If a line in the data below contains the word "program", copy it out.
******
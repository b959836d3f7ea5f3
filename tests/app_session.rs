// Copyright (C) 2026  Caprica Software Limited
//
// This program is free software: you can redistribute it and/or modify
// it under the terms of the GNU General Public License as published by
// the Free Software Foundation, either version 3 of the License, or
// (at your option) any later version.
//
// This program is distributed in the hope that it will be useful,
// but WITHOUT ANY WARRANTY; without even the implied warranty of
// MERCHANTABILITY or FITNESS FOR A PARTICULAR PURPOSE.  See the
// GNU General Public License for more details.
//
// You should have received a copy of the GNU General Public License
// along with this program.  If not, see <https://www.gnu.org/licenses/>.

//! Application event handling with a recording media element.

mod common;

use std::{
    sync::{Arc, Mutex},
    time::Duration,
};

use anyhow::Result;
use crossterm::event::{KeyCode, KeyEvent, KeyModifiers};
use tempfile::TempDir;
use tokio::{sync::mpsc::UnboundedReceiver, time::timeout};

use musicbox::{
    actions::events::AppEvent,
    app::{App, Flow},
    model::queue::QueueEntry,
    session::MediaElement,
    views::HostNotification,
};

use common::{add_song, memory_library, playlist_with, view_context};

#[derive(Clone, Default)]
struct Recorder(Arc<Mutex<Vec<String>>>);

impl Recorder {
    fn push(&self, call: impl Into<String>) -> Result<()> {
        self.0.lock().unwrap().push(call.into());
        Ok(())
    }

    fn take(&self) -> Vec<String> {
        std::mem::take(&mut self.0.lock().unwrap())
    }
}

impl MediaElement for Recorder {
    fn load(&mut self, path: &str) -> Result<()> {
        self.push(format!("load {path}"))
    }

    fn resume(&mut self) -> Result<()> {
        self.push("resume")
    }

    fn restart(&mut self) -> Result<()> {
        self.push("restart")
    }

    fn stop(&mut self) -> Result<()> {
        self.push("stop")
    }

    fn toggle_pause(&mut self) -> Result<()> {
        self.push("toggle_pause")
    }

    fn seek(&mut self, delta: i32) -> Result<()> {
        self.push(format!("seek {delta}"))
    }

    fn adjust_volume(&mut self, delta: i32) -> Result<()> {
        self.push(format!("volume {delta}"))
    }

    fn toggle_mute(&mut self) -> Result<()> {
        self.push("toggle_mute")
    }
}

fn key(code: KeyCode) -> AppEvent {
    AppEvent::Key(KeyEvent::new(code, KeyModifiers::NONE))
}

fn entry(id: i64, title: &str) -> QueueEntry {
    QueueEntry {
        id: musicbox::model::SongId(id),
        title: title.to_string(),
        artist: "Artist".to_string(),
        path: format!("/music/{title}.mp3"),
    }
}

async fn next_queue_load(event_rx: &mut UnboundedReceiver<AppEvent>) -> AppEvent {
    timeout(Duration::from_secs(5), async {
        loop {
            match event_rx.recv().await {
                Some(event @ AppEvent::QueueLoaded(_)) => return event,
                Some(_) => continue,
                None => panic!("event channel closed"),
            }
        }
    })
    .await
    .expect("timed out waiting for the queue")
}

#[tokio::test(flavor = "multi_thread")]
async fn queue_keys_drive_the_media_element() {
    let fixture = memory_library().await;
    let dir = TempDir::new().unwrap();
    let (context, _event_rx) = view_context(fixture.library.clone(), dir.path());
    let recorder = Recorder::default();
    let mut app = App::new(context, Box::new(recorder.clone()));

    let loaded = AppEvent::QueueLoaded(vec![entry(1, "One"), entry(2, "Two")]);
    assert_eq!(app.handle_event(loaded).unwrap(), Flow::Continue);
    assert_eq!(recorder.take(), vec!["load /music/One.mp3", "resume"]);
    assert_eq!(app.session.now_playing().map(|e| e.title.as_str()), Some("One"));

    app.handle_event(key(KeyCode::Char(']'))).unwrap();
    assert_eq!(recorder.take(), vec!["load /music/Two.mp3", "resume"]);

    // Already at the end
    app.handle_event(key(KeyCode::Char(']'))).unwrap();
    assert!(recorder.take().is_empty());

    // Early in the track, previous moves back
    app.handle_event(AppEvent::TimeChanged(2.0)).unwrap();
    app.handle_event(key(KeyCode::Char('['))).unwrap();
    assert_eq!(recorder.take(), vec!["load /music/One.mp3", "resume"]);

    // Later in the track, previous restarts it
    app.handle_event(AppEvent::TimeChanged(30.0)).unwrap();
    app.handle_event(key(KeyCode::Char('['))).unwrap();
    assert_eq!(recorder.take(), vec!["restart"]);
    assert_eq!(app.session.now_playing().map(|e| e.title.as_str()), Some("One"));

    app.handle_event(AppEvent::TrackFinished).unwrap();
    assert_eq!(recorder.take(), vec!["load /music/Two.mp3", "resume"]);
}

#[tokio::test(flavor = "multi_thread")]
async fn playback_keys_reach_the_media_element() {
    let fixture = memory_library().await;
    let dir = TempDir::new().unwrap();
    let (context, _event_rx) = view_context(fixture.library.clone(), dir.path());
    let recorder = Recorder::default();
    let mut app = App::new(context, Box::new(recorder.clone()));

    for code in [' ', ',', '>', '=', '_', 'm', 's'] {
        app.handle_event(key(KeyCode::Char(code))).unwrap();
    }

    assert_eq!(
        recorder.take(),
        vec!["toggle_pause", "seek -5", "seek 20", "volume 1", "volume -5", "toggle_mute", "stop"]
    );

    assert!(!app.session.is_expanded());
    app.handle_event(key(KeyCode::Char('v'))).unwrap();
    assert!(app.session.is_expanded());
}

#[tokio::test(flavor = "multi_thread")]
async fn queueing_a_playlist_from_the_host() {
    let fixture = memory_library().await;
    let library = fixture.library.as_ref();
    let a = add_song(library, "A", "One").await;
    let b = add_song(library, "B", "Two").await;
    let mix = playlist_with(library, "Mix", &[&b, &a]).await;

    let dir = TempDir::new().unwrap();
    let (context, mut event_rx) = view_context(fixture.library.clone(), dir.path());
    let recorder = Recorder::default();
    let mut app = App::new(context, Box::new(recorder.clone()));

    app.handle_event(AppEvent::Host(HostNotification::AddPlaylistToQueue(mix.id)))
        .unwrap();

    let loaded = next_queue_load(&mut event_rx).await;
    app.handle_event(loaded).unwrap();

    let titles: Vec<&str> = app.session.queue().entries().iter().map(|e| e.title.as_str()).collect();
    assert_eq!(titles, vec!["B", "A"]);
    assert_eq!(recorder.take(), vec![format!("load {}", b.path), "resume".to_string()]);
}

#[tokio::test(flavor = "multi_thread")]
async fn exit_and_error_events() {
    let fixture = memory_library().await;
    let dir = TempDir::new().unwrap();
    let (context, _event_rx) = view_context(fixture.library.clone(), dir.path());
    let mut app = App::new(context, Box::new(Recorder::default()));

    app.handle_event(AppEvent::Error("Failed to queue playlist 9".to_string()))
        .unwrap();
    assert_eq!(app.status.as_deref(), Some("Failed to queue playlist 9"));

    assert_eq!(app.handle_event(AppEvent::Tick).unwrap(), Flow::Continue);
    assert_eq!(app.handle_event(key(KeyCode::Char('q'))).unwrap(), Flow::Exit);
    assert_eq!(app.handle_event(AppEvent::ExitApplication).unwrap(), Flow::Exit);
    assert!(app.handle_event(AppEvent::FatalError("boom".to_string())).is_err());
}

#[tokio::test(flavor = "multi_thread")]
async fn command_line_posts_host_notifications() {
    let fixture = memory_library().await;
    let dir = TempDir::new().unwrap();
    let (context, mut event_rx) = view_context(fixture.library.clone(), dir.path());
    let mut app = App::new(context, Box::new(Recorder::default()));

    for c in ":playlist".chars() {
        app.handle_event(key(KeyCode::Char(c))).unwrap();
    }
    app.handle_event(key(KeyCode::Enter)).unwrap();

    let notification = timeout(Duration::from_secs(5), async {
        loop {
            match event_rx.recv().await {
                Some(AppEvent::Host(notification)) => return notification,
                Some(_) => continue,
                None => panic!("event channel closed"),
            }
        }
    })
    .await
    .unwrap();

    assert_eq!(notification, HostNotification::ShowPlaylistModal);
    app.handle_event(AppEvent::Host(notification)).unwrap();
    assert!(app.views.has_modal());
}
******
> ANSWER AREA:
// This program is free software: you can redistribute it and/or modify
// This program is distributed in the hope that it will be useful,
// along with this program.  If not, see <https://www.gnu.org/licenses/>.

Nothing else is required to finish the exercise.